++++ Data extracts

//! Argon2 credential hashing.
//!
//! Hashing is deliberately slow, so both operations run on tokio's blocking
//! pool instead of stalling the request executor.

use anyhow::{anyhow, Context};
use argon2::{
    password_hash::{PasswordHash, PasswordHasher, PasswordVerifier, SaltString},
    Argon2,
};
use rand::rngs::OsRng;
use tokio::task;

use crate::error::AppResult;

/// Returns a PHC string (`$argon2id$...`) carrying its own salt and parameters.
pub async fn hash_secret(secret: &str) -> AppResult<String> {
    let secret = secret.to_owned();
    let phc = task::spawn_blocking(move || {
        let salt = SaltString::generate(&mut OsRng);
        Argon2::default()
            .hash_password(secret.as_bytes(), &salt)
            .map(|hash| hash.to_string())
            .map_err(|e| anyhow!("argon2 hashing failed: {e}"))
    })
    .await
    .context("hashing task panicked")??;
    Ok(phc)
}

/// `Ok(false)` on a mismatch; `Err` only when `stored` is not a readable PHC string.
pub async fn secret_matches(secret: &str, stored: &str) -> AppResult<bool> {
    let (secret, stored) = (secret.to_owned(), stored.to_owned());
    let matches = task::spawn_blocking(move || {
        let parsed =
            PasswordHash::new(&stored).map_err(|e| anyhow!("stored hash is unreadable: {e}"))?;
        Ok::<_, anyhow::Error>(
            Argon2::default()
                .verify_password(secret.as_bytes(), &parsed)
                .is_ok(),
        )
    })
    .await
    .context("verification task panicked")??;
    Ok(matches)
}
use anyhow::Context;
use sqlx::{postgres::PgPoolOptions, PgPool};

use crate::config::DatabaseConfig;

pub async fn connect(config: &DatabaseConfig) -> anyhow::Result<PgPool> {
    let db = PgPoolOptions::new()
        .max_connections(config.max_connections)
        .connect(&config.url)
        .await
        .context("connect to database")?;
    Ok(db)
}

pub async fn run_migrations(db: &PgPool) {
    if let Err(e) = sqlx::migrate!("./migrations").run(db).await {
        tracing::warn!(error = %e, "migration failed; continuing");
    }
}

++++++++
++++ Data extracts

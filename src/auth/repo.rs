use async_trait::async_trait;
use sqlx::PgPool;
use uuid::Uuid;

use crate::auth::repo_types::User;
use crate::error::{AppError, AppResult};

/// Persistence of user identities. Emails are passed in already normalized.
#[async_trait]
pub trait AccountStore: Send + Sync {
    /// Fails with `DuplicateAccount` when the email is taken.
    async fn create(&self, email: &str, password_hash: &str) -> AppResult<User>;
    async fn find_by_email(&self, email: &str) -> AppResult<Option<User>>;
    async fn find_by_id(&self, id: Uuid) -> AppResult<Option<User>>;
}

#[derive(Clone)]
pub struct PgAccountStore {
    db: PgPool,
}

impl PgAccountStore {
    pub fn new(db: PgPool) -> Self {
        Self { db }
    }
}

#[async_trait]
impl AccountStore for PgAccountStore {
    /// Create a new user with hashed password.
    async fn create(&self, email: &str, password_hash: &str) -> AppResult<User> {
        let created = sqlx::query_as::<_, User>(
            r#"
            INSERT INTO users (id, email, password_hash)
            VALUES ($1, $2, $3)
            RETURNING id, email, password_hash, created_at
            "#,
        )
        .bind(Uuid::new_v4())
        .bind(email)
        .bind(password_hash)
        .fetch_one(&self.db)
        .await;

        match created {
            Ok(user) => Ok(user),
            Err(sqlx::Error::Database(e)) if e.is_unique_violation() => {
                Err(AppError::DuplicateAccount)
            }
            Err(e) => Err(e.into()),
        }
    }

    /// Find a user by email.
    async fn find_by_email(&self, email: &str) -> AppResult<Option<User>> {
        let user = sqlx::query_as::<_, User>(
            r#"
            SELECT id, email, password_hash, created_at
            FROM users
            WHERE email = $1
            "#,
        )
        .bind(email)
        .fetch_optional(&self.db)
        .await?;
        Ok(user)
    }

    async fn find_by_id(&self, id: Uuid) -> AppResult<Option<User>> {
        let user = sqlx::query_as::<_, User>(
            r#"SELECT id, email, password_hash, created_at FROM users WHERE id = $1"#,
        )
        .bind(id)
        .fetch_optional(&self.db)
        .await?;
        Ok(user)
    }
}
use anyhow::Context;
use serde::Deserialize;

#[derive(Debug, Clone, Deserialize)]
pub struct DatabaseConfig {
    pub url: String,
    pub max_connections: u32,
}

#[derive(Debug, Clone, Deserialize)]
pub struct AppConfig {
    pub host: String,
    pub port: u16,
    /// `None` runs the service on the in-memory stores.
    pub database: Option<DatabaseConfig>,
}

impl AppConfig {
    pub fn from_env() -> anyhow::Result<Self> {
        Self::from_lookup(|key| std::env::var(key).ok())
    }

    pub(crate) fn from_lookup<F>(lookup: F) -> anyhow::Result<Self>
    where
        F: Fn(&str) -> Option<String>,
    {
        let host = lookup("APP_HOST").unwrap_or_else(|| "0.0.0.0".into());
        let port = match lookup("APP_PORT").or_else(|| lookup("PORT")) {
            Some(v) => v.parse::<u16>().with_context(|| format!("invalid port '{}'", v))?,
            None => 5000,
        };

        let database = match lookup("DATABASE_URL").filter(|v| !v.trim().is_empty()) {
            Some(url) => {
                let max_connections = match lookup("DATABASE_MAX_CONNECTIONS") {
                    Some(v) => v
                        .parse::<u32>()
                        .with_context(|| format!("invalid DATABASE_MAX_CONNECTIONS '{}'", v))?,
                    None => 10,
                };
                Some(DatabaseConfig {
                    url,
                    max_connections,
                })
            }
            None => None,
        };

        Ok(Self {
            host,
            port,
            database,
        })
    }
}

++++++++

# Work task
With the line holding "use crate::auth::repo_types::User;" as the first and the line holding "#[derive(Clone)]" as the last, set down that range of the entries above exactly, and nothing else.

# Solution for this task
use crate::auth::repo_types::User;
use crate::error::{AppError, AppResult};

/// Persistence of user identities. Emails are passed in already normalized.
#[async_trait]
pub trait AccountStore: Send + Sync {
    /// Fails with `DuplicateAccount` when the email is taken.
    async fn create(&self, email: &str, password_hash: &str) -> AppResult<User>;
    async fn find_by_email(&self, email: &str) -> AppResult<Option<User>>;
    async fn find_by_id(&self, id: Uuid) -> AppResult<Option<User>>;
}

#[derive(Clone)]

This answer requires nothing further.